- [TASK DIRECTIONS] Below are the records; count the lines that include the string "bytes" and give only that number.

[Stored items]
┏━━
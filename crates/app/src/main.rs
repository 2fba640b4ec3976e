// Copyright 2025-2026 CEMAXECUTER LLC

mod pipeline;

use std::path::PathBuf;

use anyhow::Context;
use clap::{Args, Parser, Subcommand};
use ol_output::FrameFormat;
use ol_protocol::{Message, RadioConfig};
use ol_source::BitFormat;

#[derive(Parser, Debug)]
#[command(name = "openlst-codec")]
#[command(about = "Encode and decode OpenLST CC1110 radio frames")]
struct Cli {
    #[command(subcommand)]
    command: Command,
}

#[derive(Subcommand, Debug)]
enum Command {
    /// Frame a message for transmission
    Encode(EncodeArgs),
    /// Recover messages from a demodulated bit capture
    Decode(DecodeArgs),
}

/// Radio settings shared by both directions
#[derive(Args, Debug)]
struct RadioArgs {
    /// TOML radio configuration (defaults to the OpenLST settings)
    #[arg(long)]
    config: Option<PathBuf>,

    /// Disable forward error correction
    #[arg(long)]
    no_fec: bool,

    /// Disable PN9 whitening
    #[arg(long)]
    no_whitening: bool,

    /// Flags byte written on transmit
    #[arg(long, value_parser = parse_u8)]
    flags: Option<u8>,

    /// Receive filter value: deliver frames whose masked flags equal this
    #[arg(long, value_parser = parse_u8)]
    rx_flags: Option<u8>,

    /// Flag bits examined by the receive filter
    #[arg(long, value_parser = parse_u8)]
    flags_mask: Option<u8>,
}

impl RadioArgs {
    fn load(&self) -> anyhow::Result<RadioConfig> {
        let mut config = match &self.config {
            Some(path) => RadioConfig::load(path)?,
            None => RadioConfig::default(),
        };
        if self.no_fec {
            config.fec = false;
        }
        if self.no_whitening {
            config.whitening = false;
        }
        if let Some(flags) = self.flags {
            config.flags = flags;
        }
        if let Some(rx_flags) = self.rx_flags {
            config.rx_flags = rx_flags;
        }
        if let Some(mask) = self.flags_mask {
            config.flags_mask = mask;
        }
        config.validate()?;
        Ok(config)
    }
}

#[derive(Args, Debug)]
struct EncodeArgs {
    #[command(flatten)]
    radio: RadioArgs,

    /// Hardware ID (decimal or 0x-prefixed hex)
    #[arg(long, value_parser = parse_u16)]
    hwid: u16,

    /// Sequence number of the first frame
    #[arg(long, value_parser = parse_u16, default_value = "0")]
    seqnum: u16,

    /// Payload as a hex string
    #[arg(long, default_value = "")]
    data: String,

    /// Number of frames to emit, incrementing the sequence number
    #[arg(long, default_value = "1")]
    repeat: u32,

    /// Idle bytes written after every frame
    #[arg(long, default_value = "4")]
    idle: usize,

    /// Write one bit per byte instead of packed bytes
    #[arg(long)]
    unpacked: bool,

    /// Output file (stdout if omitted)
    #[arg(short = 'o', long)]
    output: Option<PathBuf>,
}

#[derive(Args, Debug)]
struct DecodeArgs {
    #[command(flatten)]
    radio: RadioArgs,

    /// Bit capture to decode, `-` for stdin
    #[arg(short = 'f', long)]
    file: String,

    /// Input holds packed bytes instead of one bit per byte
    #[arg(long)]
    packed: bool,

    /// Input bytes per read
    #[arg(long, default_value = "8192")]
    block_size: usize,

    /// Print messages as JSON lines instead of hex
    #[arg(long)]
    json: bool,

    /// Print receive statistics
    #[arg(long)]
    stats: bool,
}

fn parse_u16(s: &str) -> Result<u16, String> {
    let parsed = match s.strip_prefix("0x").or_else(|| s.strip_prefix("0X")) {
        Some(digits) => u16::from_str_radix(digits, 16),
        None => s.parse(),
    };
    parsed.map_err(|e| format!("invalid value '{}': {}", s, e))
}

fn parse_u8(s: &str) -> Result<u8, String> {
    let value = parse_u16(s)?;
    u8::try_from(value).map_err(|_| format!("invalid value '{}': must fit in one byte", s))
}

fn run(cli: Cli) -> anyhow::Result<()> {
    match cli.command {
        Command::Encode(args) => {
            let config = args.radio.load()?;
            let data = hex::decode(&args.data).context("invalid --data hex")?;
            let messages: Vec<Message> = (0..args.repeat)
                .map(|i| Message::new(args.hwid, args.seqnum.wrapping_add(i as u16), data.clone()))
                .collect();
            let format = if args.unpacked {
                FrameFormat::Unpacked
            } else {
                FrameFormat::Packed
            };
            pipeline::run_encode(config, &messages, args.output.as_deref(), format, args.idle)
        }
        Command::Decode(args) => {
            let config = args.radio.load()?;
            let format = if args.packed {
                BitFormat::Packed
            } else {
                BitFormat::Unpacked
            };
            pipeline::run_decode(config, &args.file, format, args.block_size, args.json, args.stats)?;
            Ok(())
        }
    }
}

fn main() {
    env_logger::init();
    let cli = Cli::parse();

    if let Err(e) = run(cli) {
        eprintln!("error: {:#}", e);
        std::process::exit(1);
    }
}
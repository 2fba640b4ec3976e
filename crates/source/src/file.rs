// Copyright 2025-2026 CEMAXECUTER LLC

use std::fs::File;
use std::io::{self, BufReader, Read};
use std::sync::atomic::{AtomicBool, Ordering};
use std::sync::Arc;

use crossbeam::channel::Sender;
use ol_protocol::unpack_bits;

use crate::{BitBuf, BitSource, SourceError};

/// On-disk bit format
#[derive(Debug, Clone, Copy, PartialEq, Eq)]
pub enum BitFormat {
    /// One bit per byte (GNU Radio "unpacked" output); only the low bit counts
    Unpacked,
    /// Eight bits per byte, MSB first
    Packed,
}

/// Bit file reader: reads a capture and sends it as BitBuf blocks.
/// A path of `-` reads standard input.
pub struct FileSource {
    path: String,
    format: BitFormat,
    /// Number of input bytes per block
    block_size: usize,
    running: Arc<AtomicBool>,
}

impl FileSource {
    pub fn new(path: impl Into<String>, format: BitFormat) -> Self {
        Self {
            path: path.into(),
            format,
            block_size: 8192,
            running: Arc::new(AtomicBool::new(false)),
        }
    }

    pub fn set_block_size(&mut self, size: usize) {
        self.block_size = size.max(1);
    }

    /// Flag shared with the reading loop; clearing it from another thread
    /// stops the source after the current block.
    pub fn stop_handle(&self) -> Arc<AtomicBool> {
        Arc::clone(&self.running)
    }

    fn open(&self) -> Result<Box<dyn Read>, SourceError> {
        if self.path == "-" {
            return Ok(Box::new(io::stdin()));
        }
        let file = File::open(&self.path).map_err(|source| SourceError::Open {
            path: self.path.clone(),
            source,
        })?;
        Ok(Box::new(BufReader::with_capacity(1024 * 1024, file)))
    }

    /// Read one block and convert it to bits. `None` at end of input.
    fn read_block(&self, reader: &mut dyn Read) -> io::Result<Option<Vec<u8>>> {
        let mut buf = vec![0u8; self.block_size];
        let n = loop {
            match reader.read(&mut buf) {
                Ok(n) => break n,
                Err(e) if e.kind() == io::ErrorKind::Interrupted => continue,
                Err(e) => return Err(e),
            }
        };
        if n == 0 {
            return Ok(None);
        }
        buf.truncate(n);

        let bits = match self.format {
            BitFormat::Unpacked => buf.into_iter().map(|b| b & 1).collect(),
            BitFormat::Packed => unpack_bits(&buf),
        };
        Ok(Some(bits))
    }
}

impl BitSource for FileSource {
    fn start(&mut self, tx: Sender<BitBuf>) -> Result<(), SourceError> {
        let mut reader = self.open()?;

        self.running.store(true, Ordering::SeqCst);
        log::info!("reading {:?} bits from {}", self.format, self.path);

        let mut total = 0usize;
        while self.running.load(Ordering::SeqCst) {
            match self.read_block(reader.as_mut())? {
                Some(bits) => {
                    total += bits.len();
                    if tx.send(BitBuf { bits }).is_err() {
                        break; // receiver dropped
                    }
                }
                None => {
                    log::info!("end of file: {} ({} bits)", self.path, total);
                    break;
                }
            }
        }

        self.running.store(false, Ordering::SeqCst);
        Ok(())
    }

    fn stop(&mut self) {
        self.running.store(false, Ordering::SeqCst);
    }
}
┗━━
- [RESULT] 5